Que vous soyez un professeur d'anglais langue seconde à la recherche de stratégies pour la classe ou un apprenant autodidacte cherchant à progresser, ces 10 techniques de compréhension de lecture changeront votre approche des textes anglais.
Pourquoi la compréhension de la lecture est-elle si difficile pour les élèves allophones ?
Avant d'aborder les stratégies, il est utile de comprendre pourquoi lire dans une langue seconde est si différent de lire dans sa langue maternelle. Des recherches menées par Revue annuelle de linguistique appliquée de Cambridge met en évidence plusieurs obstacles majeurs :
- Profondeur de vocabulaire limitée : Connaître le sens de base d'un mot ne suffit pas.
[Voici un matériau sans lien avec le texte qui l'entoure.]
//! Error types raised at the Controller boundary.
//!
//! The pure components (Calendar Planner, Task Scheduler, Recovery Service)
//! and the Smart Scheduler never raise: "impossible to schedule" is always
//! `None` or an empty `Vec`. The Controller is the only layer that surfaces
//! an error, and only for commands that reference an id with no matching
//! record.

use thiserror::Error;

/// Errors the Controller surfaces to its caller.
#[derive(Error, Debug, Clone, PartialEq, Eq)]
pub enum ControllerError {
    /// `mark_done`/`retry_occurrence` were given an id with no occurrence.
    #[error("unknown occurrence: {0}")]
    UnknownOccurrence(String),
    /// A task-scoped command was given an id with no task definition.
    #[error("unknown task: {0}")]
    UnknownTask(String),
}
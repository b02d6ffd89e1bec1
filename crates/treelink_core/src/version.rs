use std::fmt;

use serde::{Deserialize, Serialize};

/// Passive-tree revisions this build of the codec knows about. `Unknown`
/// marks a link whose version field resolved to nothing in the table; the
/// importer substitutes a caller-supplied default and flags the substitution.
#[derive(Debug, Clone, Copy, PartialEq, Eq, Serialize, Deserialize)]
pub enum TreeVersion {
    V3_18,
    V3_19,
    V3_20,
    V3_21,
    V3_22,
    V3_23,
    V3_24,
    V3_25,
    Unknown,
}

impl TreeVersion {
    /// Resolve a planner-dialect minor version code. The planner encodes the
    /// tree revision as (major, minor) little-endian u16s; the minor code is
    /// the minor release number.
    pub fn from_minor_code(code: u16) -> Option<Self> {
        match code {
            18 => Some(Self::V3_18),
            19 => Some(Self::V3_19),
            20 => Some(Self::V3_20),
            21 => Some(Self::V3_21),
            22 => Some(Self::V3_22),
            23 => Some(Self::V3_23),
            24 => Some(Self::V3_24),
            25 => Some(Self::V3_25),
            _ => None,
        }
    }

    /// Resolve the optional version path segment of an official link, e.g.
    /// the "3.25" in `.../passive-skill-tree/3.25/<payload>`.
    pub fn from_url_segment(segment: &str) -> Option<Self> {
        match segment {
            "3.18" => Some(Self::V3_18),
            "3.19" => Some(Self::V3_19),
            "3.20" => Some(Self::V3_20),
            "3.21" => Some(Self::V3_21),
            "3.22" => Some(Self::V3_22),
            "3.23" => Some(Self::V3_23),
            "3.24" => Some(Self::V3_24),
            "3.25" => Some(Self::V3_25),
            _ => None,
        }
    }

    pub fn as_str(&self) -> &'static str {
        match *self {
            Self::V3_18 => "3_18",
            Self::V3_19 => "3_19",
            Self::V3_20 => "3_20",
            Self::V3_21 => "3_21",
            Self::V3_22 => "3_22",
            Self::V3_23 => "3_23",
            Self::V3_24 => "3_24",
            Self::V3_25 => "3_25",
            Self::Unknown => "unknown",
        }
    }
}

impl fmt::Display for TreeVersion {
    fn fmt(&self, f: &mut fmt::Formatter<'_>) -> fmt::Result {
        f.write_str(self.as_str())
    }
}
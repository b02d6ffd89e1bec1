use std::path::PathBuf;
use std::process::Command;
use std::time::{SystemTime, UNIX_EPOCH};

use serde_json::Value;

const SCION_URL: &str = "https://www.pathofexile.com/passive-skill-tree/AAAABgAAAeXRAAA=";

fn run_cli(args: &[&str]) -> std::process::Output {
    Command::new(env!("CARGO_BIN_EXE_treelink"))
        .args(args)
        .output()
        .expect("failed to run treelink CLI")
}

fn temp_json_path() -> PathBuf {
    let nanos = SystemTime::now()
        .duration_since(UNIX_EPOCH)
        .expect("system time before unix epoch")
        .as_nanos();
    std::env::temp_dir().join(format!(
        "treelink_{}_{}.json",
        std::process::id(),
        nanos
    ))
}

#[test]
fn decode_prints_text_summary() {
    let output = run_cli(&["decode", SCION_URL]);
    assert!(output.status.success());

    let stdout = String::from_utf8_lossy(&output.stdout);
    assert!(stdout.contains("class: Scion (ascendancy 0)"));
    assert!(stdout.contains("nodes (1): 58833"));
}

#[test]
fn decode_prints_json_when_asked() {
    let output = run_cli(&["decode", "--json", SCION_URL]);
    assert!(output.status.success());

    let stdout = String::from_utf8_lossy(&output.stdout);
    let value: Value = serde_json::from_str(stdout.trim()).expect("stdout is not valid JSON");
    assert_eq!(value["class"], "Scion");
    assert_eq!(value["nodes"], serde_json::json!([58833]));
    assert_eq!(value["dialect"], "official");
}

#[test]
fn decode_honors_tree_version_flag() {
    let output = run_cli(&["decode", "--json", "--tree-version", "3.22", SCION_URL]);
    assert!(output.status.success());

    let stdout = String::from_utf8_lossy(&output.stdout);
    let value: Value = serde_json::from_str(stdout.trim()).expect("stdout is not valid JSON");
    assert_eq!(value["tree_version"], "3_22");
}

#[test]
fn decode_rejects_garbage_input() {
    let output = run_cli(&["decode", "definitely not a tree link"]);
    assert!(!output.status.success());

    let stderr = String::from_utf8_lossy(&output.stderr);
    assert!(stderr.contains("error:"));
}

#[test]
fn encode_prints_canonical_url() {
    let selection_json = r#"{
        "class": "Scion",
        "ascend_class_id": 0,
        "tree_version": "V3_25",
        "nodes": [58833],
        "ascendancy_nodes": [],
        "masteries": {},
        "bandit_choice": 0
    }"#;
    let path = temp_json_path();
    std::fs::write(&path, selection_json).expect("failed to write temp selection");

    let output = run_cli(&["encode", path.to_string_lossy().as_ref()]);
    std::fs::remove_file(&path).ok();
    assert!(output.status.success());

    let stdout = String::from_utf8_lossy(&output.stdout);
    assert_eq!(stdout.trim(), SCION_URL);
}

#[test]
fn encode_rejects_invalid_json() {
    let path = temp_json_path();
    std::fs::write(&path, "{not json").expect("failed to write temp selection");

    let output = run_cli(&["encode", path.to_string_lossy().as_ref()]);
    std::fs::remove_file(&path).ok();
    assert!(!output.status.success());

    let stderr = String::from_utf8_lossy(&output.stderr);
    assert!(stderr.contains("invalid selection JSON"));
}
Les lecteurs dont l'anglais n'est pas la langue maternelle passent souvent à côté des connotations, des collocations et des sens multiples.
- Surcharge de la structure des phrases : La syntaxe complexe de l'anglais (propositions relatives, voix passive, structures inversées) peut transformer une idée simple en un véritable casse-tête.
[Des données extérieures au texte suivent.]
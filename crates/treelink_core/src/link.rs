//! Everything between pasted text and dialect bytes: link-shape detection,
//! URL-safe base64 transcoding, and the decode/encode entry points callers
//! actually use.

use base64::{
    Engine as _,
    engine::general_purpose::{URL_SAFE, URL_SAFE_NO_PAD},
};
use serde::{Deserialize, Serialize};

use crate::error::{CodecError, ImportIssue};
use crate::official;
use crate::planner;
use crate::selection::NodeSelection;
use crate::version::TreeVersion;

pub const OFFICIAL_TREE_URL_BASE: &str = "https://www.pathofexile.com/passive-skill-tree/";

const OFFICIAL_PATH_MARKER: &str = "/passive-skill-tree/";
const PLANNER_HOST_MARKER: &str = "poeplanner.com/";

#[derive(Debug, Clone, Copy, PartialEq, Eq, Serialize, Deserialize)]
pub enum Dialect {
    Official,
    Planner,
}

/// Result of sniffing pasted text, decided once before any parsing. The
/// query string (`accountName=` and friends) is carried uninterpreted for
/// callers that want it.
#[derive(Debug, Clone, Copy, PartialEq, Eq)]
pub enum DetectedLink<'a> {
    Official {
        payload: &'a str,
        version_segment: Option<&'a str>,
        query: Option<&'a str>,
    },
    Planner {
        payload: &'a str,
        query: Option<&'a str>,
    },
    Unrecognized,
}

/// Classify pasted text as one of the two link dialects or a bare code.
/// Bare codes are treated as official: that is the only dialect shared
/// without a URL around it.
pub fn detect(text: &str) -> DetectedLink<'_> {
    let trimmed = text.trim();

    if let Some(idx) = trimmed.find(PLANNER_HOST_MARKER) {
        let rest = &trimmed[idx + PLANNER_HOST_MARKER.len()..];
        let (path, query) = split_query(rest);
        return DetectedLink::Planner {
            payload: path.trim_end_matches('/'),
            query,
        };
    }

    if let Some(idx) = trimmed.find(OFFICIAL_PATH_MARKER) {
        let rest = &trimmed[idx + OFFICIAL_PATH_MARKER.len()..];
        let (path, query) = split_query(rest);
        let path = path.trim_end_matches('/');
        // Either "<payload>" or "<version>/<payload>".
        return match path.split_once('/') {
            Some((version_segment, payload)) => DetectedLink::Official {
                payload,
                version_segment: Some(version_segment),
                query,
            },
            None => DetectedLink::Official {
                payload: path,
                version_segment: None,
                query,
            },
        };
    }

    if !trimmed.is_empty() && trimmed.bytes().all(is_base64url_byte) {
        return DetectedLink::Official {
            payload: trimmed,
            version_segment: None,
            query: None,
        };
    }

    DetectedLink::Unrecognized
}

fn split_query(rest: &str) -> (&str, Option<&str>) {
    match rest.split_once('?') {
        Some((path, query)) => (path, Some(query)),
        None => (rest, None),
    }
}

fn is_base64url_byte(b: u8) -> bool {
    b.is_ascii_alphanumeric() || b == b'-' || b == b'_' || b == b'='
}

/// URL-safe base64 decode. Shared codes routinely lose their trailing `=`
/// in transit, so padding is reconstructed rather than required.
pub fn decode_base64url(payload: &str) -> Result<Vec<u8>, CodecError> {
    URL_SAFE_NO_PAD
        .decode(payload.trim_end_matches('='))
        .map_err(|e| CodecError::invalid(format!("bad base64 payload: {e}")))
}

/// Inverse of `decode_base64url`, always with canonical padding.
pub fn encode_base64url(bytes: &[u8]) -> String {
    URL_SAFE.encode(bytes)
}

/// A selection imported from pasted text, with the dialect it came from and
/// any non-fatal conditions hit on the way.
#[derive(Debug)]
pub struct ImportedTree {
    pub selection: NodeSelection,
    pub dialect: Dialect,
    pub issues: Vec<ImportIssue>,
}

/// Decode a pasted URL or bare code. `default_version` is the tree version
/// assumed when the link does not pin one (official links without a version
/// path segment) or pins one we do not know (flagged via `issues`).
pub fn decode_link(text: &str, default_version: TreeVersion) -> Result<ImportedTree, CodecError> {
    match detect(text) {
        DetectedLink::Official {
            payload,
            version_segment,
            ..
        } => {
            let bytes = decode_base64url(payload)?;
            let tree_version = version_segment
                .and_then(TreeVersion::from_url_segment)
                .unwrap_or(default_version);
            let selection = official::decode(&bytes, tree_version)?;
            Ok(ImportedTree {
                selection,
                dialect: Dialect::Official,
                issues: Vec::new(),
            })
        }
        DetectedLink::Planner { payload, .. } => {
            let bytes = decode_base64url(payload)?;
            let planner::PlannerTree {
                mut selection,
                issues,
            } = planner::decode(&bytes)?;
            if selection.tree_version == TreeVersion::Unknown {
                // The substitution stays visible through `issues`; it is
                // never applied silently.
                selection.tree_version = default_version;
            }
            Ok(ImportedTree {
                selection,
                dialect: Dialect::Planner,
                issues,
            })
        }
        DetectedLink::Unrecognized => Err(CodecError::invalid(
            "input is not a passive tree link or code",
        )),
    }
}

/// Encode a selection as a canonical official-site URL.
pub fn encode_link(selection: &NodeSelection) -> Result<String, CodecError> {
    let bytes = official::encode(selection)?;
    Ok(format!(
        "{OFFICIAL_TREE_URL_BASE}{}",
        encode_base64url(&bytes)
    ))
}
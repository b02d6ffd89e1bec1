//! The big-endian link layout used by the official tree viewer. This is the
//! canonical dialect: it is the only one we emit, and emitted bytes must
//! match the site's own output exactly so re-shared links stay compatible.

use crate::class::CharacterClass;
use crate::cursor::{ByteCursor, Endian};
use crate::error::CodecError;
use crate::selection::{CLUSTER_NODE_OFFSET, NodeSelection};
use crate::version::TreeVersion;

/// Link format version written on encode. Decoding accepts any version >= 1;
/// the ascendancy byte only exists from version 4 on.
pub const FORMAT_VERSION: u32 = 6;

const ASCENDANCY_BYTE_MIN_VERSION: u32 = 4;

pub fn decode(bytes: &[u8], tree_version: TreeVersion) -> Result<NodeSelection, CodecError> {
    let mut r = ByteCursor::new(bytes, Endian::Big);

    // Header fields are mandatory; running out of bytes here is fatal.
    let version = r.read_u32()?;
    if version < 1 {
        return Err(CodecError::invalid(format!(
            "unsupported link format version {version}"
        )));
    }

    let class_raw = r.read_u8()?;
    let class = CharacterClass::from_raw(class_raw)
        .ok_or_else(|| CodecError::invalid(format!("class id {class_raw} out of range")))?;

    let mut selection = NodeSelection::new(class, tree_version);
    if version >= ASCENDANCY_BYTE_MIN_VERSION {
        selection.ascend_class_id = r.read_u8()?;
    }

    let node_count = r.read_u8()? as usize;
    for _ in 0..node_count {
        selection.nodes.insert(u32::from(r.read_u16()?));
    }
    if node_count == 0 {
        // An empty link still names a class; give it the class start node so
        // the result is a renderable tree.
        selection.nodes.insert(class.start_node());
    }

    // Cluster and mastery sections trail the payload and are frequently
    // clipped by careless copy-paste. Keep whatever decoded cleanly.
    if read_cluster_section(&mut r, &mut selection).is_err() {
        return Ok(selection);
    }
    if read_mastery_section(&mut r, &mut selection).is_err() {
        return Ok(selection);
    }

    Ok(selection)
}

fn read_cluster_section(
    r: &mut ByteCursor<'_>,
    selection: &mut NodeSelection,
) -> Result<(), CodecError> {
    let count = r.read_u8()?;
    for _ in 0..count {
        let id = u32::from(r.read_u16()?);
        selection.nodes.insert(id + CLUSTER_NODE_OFFSET);
    }
    Ok(())
}

fn read_mastery_section(
    r: &mut ByteCursor<'_>,
    selection: &mut NodeSelection,
) -> Result<(), CodecError> {
    let count = r.read_u8()?;
    for _ in 0..count {
        // Official pair order is (effect, node); the planner dialect swaps it.
        let effect = u32::from(r.read_u16()?);
        let node = u32::from(r.read_u16()?);
        selection.masteries.insert(node, effect);
        selection.nodes.insert(node);
    }
    Ok(())
}

pub fn encode(selection: &NodeSelection) -> Result<Vec<u8>, CodecError> {
    // BTreeSet iteration is ascending, so every section comes out sorted and
    // the same selection always encodes to the same bytes.
    let regular: Vec<u16> = selection.regular_nodes().map(|id| id as u16).collect();
    let cluster: Vec<u16> = selection.cluster_nodes().map(|id| id as u16).collect();

    let mut out = Vec::with_capacity(
        7 + 2 * regular.len() + 1 + 2 * cluster.len() + 1 + 4 * selection.masteries.len(),
    );
    out.extend_from_slice(&FORMAT_VERSION.to_be_bytes());
    out.push(selection.class.raw());
    out.push(selection.ascend_class_id);

    push_count(&mut out, regular.len(), "node")?;
    for id in &regular {
        out.extend_from_slice(&id.to_be_bytes());
    }

    push_count(&mut out, cluster.len(), "cluster node")?;
    for id in &cluster {
        out.extend_from_slice(&id.to_be_bytes());
    }

    push_count(&mut out, selection.masteries.len(), "mastery choice")?;
    for (&node, &effect) in &selection.masteries {
        out.extend_from_slice(&(effect as u16).to_be_bytes());
        out.extend_from_slice(&(node as u16).to_be_bytes());
    }

    Ok(out)
}

fn push_count(out: &mut Vec<u8>, count: usize, label: &str) -> Result<(), CodecError> {
    if count > usize::from(u8::MAX) {
        return Err(CodecError::invalid(format!(
            "{count} {label}s exceed the {} this link format can carry",
            u8::MAX
        )));
    }
    out.push(count as u8);
    Ok(())
}
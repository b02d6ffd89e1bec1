//! The little-endian link layout used by the poeplanner site. Decode only:
//! imported builds are always re-shared through the official dialect, so an
//! encoder for this layout has no caller.
//!
//! The layouts look alike but differ in endianness, count widths, section
//! presence, and mastery pair order, so nothing here is shared with
//! `official` beyond the cursor.

use crate::class::CharacterClass;
use crate::cursor::{ByteCursor, Endian};
use crate::error::{CodecError, ImportIssue};
use crate::selection::{CLUSTER_NODE_OFFSET, NodeSelection};
use crate::version::TreeVersion;

/// A decoded planner link plus anything worth telling the user about it.
#[derive(Debug)]
pub struct PlannerTree {
    pub selection: NodeSelection,
    pub issues: Vec<ImportIssue>,
}

pub fn decode(bytes: &[u8]) -> Result<PlannerTree, CodecError> {
    let mut r = ByteCursor::new(bytes, Endian::Little);

    let version = r.read_u16()?;
    if version < 1 {
        return Err(CodecError::invalid(format!(
            "unsupported planner format version {version}"
        )));
    }
    let _reserved = r.read_u8()?;

    let major = r.read_u16()?;
    let minor_code = r.read_u16()?;
    let mut issues = Vec::new();
    let tree_version = match TreeVersion::from_minor_code(minor_code) {
        Some(v) => v,
        None => {
            issues.push(ImportIssue::UnknownTreeVersion {
                major,
                code: minor_code,
            });
            TreeVersion::Unknown
        }
    };

    let class_raw = r.read_u8()?;
    let class = CharacterClass::from_raw(class_raw)
        .ok_or_else(|| CodecError::invalid(format!("class id {class_raw} out of range")))?;

    let mut selection = NodeSelection::new(class, tree_version);
    selection.ascend_class_id = r.read_u8()?;
    selection.bandit_choice = r.read_u8()?;

    // Regular nodes are mandatory; the count here is two bytes wide, unlike
    // the official dialect's single byte.
    let node_count = r.read_u16()? as usize;
    for _ in 0..node_count {
        selection.nodes.insert(u32::from(r.read_u16()?));
    }

    // Trailing sections: tolerate truncation, keep what decoded cleanly.
    if read_cluster_section(&mut r, &mut selection).is_err() {
        return Ok(PlannerTree { selection, issues });
    }
    if read_ascendancy_section(&mut r, &mut selection).is_err() {
        return Ok(PlannerTree { selection, issues });
    }
    if read_mastery_section(&mut r, &mut selection).is_err() {
        return Ok(PlannerTree { selection, issues });
    }

    Ok(PlannerTree { selection, issues })
}

fn read_cluster_section(
    r: &mut ByteCursor<'_>,
    selection: &mut NodeSelection,
) -> Result<(), CodecError> {
    let count = r.read_u16()?;
    for _ in 0..count {
        let id = u32::from(r.read_u16()?);
        selection.nodes.insert(id + CLUSTER_NODE_OFFSET);
    }
    Ok(())
}

fn read_ascendancy_section(
    r: &mut ByteCursor<'_>,
    selection: &mut NodeSelection,
) -> Result<(), CodecError> {
    let count = r.read_u16()?;
    for _ in 0..count {
        selection.ascendancy_nodes.insert(u32::from(r.read_u16()?));
    }
    Ok(())
}

fn read_mastery_section(
    r: &mut ByteCursor<'_>,
    selection: &mut NodeSelection,
) -> Result<(), CodecError> {
    let count = r.read_u16()?;
    for _ in 0..count {
        // Planner pair order is (node, effect); the official dialect swaps it.
        let node = u32::from(r.read_u16()?);
        let effect = u32::from(r.read_u16()?);
        selection.masteries.insert(node, effect);
    }
    Ok(())
}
- Lacunes en matière de connaissances culturelles : Les textes présupposent des références culturelles partagées que les apprenants internationaux peuvent ne pas posséder.
- Habitude de traduction : De nombreux apprenants traduisent mentalement chaque phrase dans leur langue maternelle, ce qui les ralentit et perturbe le flux de la compréhension.
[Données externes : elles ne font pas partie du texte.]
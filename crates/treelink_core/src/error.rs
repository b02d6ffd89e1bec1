use std::error::Error;
use std::fmt;

#[derive(Debug, Clone, PartialEq, Eq)]
pub enum CodecError {
    /// The buffer ended before a declared field or section was complete.
    OutOfData { needed: usize, remaining: usize },
    /// The payload is not decodable: bad base64 alphabet, unrecognized link
    /// shape, or a mandatory version/class field outside the dialect's range.
    InvalidEncoding(String),
}

impl CodecError {
    pub fn invalid(message: impl Into<String>) -> Self {
        Self::InvalidEncoding(message.into())
    }
}

impl fmt::Display for CodecError {
    fn fmt(&self, f: &mut fmt::Formatter<'_>) -> fmt::Result {
        match self {
            Self::OutOfData { needed, remaining } => {
                write!(f, "payload too short: needed {needed} bytes, {remaining} remaining")
            }
            Self::InvalidEncoding(message) => write!(f, "invalid encoding: {message}"),
        }
    }
}

impl Error for CodecError {}

/// Non-fatal conditions observed while importing a link. The decode still
/// produces a usable selection; callers decide whether to surface these.
#[derive(Debug, Clone, Copy, PartialEq, Eq)]
pub enum ImportIssue {
    UnknownTreeVersion { major: u16, code: u16 },
}

impl fmt::Display for ImportIssue {
    fn fmt(&self, f: &mut fmt::Formatter<'_>) -> fmt::Result {
        match *self {
            Self::UnknownTreeVersion { major, code } => {
                write!(f, "unrecognized tree version code {major}/{code}")
            }
        }
    }
}
pub mod error;
pub mod api_client;
pub mod ibge_service;
pub mod geolocation;

pub use error::ServiceError;
pub use api_client::ApiClient;
pub use ibge_service::IbgeClient;
pub use geolocation::current_position;
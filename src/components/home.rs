use yew::prelude::*;

use super::Link;
use crate::models::Route;

#[function_component(Home)]
pub fn home() -> Html {
    html! {
        <div id="page-home">
            <div class="content">
                <header>
                    <span class="logo">{"♻️ E-coleta"}</span>
                </header>
                <main>
                    <h1>{"E-coleta"}</h1>
                    <p>{"Ajudamos você a encontrar um ponto de coleta de materiais descartáveis."}</p>
                    <Link to={Route::CreatePoint}>
                        <span>{"➜"}</span>
                        <strong>{"Cadastre um ponto de coleta"}</strong>
                    </Link>
                </main>
            </div>
        </div>
    }
}
use yew::prelude::*;

#[derive(Properties, PartialEq)]
pub struct ConfirmationModalProps {
    pub on_close: Callback<()>,
}

#[function_component(ConfirmationModal)]
pub fn confirmation_modal(props: &ConfirmationModalProps) -> Html {
    let close = props.on_close.reform(|_: MouseEvent| ());

    html! {
        <div id="confirmationModal" class="modal">
            <div class="modal-content">
                <span class="close" onclick={close}>{"×"}</span>
                <p>{"✔ Ponto de coleta registrado com sucesso!"}</p>
            </div>
        </div>
    }
}
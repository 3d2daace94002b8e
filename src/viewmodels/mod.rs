pub mod create_point_viewmodel;

pub use create_point_viewmodel::{CityRequest, CreatePointAction, CreatePointState, LoadSource};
- Manque d'endurance à la lecture : Se concentrer durablement sur une langue seconde est mentalement épuisant. Les étudiants perdent souvent le fil après quelques paragraphes.
La bonne nouvelle ? Chacun de ces obstacles peut être surmonté grâce à des stratégies adaptées. Analysons-les en détail.

1. Préparation à la lecture : Préparer le terrain avant la lecture
Se plonger directement dans un texte sans préparation, c'est comme arriver au cinéma avec 30 minutes de retard. Les activités de pré-lecture permettent aux élèves d'acquérir le contexte nécessaire pour comprendre ce qui va suivre.
Comment procéder :
- Montrez aux élèves le titre, les en-têtes de section et les images. Demandez-leur de deviner de quoi parle le texte.
- Discutez brièvement du sujet par deux ou en petits groupes. Activez les connaissances préalables existantes.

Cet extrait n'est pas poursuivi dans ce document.